* What is being asked
After locating the line that contains "filename src/store/redis_store.rs" in the records below, write out exactly that line and each line after it through the one that contains "pub struct RedisCounterStore", and nothing else.

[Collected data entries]
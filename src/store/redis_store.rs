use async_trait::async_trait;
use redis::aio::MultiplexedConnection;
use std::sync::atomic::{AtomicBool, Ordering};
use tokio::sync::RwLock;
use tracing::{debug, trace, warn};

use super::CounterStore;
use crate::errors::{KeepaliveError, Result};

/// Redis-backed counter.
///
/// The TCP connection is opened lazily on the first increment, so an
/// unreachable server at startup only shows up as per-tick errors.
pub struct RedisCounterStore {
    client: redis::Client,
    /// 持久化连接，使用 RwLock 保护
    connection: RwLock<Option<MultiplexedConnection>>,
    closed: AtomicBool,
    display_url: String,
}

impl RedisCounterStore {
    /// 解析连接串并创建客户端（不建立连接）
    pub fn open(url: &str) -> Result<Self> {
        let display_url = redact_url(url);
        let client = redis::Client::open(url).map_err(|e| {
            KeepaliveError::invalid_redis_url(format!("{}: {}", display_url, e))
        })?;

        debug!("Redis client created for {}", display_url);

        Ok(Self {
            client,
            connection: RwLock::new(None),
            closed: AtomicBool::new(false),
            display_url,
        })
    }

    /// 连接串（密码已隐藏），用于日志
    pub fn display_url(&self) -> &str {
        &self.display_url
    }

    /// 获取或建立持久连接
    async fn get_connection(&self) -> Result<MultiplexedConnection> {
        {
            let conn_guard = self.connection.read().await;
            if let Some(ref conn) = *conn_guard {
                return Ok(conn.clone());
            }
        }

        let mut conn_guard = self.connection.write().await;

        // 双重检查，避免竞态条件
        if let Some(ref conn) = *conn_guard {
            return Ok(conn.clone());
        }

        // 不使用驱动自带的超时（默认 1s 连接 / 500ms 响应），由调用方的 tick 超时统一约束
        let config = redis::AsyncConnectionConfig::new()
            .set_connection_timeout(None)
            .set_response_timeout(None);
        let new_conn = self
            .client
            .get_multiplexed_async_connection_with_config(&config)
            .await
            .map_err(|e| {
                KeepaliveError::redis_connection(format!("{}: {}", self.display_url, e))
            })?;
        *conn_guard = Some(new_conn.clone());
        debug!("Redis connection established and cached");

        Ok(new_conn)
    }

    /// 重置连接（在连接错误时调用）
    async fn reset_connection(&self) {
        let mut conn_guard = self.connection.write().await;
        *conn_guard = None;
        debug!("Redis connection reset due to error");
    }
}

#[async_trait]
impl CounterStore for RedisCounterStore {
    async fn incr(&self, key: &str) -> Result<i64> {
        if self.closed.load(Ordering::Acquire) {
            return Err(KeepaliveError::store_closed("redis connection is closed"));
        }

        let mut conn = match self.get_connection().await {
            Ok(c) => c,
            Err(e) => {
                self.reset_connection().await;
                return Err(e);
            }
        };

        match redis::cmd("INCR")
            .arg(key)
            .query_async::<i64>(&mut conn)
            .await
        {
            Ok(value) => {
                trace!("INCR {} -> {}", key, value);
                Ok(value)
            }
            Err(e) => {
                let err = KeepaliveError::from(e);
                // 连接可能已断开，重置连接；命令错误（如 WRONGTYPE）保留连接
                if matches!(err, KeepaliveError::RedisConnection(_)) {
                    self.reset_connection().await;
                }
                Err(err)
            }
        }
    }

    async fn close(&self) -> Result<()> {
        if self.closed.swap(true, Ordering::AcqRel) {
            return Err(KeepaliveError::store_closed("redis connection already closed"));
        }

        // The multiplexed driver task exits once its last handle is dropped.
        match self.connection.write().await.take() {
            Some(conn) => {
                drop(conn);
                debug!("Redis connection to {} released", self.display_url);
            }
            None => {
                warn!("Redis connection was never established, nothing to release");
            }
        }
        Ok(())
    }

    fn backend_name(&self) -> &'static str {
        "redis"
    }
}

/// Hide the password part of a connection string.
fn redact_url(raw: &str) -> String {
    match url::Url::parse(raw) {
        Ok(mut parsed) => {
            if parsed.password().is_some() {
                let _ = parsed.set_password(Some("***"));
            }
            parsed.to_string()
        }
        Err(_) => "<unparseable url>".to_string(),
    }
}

---

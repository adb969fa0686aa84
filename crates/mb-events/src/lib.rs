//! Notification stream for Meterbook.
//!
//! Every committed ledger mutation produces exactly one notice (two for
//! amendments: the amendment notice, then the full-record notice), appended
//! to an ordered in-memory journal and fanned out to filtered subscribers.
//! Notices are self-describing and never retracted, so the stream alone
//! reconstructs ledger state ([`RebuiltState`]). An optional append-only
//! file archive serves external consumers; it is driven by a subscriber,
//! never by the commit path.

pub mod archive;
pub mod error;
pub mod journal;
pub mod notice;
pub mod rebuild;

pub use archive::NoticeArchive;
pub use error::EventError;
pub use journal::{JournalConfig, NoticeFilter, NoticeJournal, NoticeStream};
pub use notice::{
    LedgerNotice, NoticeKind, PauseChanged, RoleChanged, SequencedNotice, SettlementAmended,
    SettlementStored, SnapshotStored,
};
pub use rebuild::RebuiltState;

---

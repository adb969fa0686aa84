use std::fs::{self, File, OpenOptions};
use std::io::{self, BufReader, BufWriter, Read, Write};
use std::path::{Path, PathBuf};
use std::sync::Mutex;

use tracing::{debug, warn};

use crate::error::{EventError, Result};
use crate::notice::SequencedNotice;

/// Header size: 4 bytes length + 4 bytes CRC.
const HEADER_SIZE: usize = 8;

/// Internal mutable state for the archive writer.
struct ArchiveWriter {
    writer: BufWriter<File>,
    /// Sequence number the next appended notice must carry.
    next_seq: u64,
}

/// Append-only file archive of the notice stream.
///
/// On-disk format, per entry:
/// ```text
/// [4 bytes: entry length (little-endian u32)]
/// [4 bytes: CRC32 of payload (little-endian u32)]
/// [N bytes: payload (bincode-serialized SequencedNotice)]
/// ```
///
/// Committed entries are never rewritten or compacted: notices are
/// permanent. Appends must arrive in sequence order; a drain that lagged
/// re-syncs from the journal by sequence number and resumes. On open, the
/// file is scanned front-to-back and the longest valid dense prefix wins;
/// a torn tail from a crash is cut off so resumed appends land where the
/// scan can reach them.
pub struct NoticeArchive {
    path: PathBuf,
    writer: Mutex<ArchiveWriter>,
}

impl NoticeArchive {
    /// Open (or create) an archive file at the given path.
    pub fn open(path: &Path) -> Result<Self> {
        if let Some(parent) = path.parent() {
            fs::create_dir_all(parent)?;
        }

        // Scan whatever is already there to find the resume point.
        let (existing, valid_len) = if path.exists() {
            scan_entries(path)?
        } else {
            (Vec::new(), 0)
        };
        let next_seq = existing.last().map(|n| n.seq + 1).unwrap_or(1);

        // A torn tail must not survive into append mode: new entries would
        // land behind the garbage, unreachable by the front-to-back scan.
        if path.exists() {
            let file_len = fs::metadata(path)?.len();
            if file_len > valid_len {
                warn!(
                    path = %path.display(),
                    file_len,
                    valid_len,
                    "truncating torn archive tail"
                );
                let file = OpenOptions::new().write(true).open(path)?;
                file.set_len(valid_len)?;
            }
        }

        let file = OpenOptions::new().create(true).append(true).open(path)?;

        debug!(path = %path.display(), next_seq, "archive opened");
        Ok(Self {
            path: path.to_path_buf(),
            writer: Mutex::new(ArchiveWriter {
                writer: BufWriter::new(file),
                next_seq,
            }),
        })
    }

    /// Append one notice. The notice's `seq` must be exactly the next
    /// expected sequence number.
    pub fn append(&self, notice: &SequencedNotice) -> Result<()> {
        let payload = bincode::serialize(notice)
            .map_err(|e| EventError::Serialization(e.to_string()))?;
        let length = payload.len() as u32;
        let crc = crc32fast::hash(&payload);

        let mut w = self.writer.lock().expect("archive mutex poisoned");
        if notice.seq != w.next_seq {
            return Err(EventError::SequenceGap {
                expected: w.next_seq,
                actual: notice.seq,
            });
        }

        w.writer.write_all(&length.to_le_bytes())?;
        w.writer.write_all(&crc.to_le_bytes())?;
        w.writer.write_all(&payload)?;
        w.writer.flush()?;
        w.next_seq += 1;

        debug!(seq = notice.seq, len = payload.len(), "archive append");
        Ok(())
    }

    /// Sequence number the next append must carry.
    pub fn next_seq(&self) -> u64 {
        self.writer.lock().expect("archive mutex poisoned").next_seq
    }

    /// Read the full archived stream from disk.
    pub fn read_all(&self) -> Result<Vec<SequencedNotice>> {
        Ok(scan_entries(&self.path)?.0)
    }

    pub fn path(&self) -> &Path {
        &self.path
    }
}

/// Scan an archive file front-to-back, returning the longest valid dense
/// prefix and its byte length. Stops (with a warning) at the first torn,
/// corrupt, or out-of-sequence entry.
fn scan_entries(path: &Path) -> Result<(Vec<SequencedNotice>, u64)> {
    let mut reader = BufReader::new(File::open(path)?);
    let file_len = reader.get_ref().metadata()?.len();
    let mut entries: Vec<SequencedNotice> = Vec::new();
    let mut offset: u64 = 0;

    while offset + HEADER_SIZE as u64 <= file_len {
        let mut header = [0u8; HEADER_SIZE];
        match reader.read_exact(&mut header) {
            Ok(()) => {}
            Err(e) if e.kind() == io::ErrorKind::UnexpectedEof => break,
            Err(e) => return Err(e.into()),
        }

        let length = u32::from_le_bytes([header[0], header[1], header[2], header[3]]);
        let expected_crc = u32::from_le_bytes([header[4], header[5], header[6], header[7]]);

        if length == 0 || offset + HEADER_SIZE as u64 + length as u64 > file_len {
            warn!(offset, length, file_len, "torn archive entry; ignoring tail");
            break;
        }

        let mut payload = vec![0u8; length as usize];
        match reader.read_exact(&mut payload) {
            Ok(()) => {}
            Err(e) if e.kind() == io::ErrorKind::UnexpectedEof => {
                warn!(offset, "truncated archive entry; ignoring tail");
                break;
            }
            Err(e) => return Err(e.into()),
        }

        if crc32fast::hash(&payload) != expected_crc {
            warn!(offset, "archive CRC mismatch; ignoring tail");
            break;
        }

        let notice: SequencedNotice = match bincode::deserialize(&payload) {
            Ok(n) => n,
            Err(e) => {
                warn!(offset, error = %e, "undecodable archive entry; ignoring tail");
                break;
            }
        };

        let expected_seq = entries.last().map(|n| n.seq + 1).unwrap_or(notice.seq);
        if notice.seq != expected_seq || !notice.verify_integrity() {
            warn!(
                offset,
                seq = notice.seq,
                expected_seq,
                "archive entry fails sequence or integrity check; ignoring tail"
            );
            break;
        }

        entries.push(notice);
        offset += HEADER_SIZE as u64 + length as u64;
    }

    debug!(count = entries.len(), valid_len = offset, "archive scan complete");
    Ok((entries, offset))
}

* Solution for this problem
filename src/store/redis_store.rs
use async_trait::async_trait;
use redis::aio::MultiplexedConnection;
use std::sync::atomic::{AtomicBool, Ordering};
use tokio::sync::RwLock;
use tracing::{debug, trace, warn};

use super::CounterStore;
use crate::errors::{KeepaliveError, Result};

/// Redis-backed counter.
///
/// The TCP connection is opened lazily on the first increment, so an
/// unreachable server at startup only shows up as per-tick errors.
pub struct RedisCounterStore {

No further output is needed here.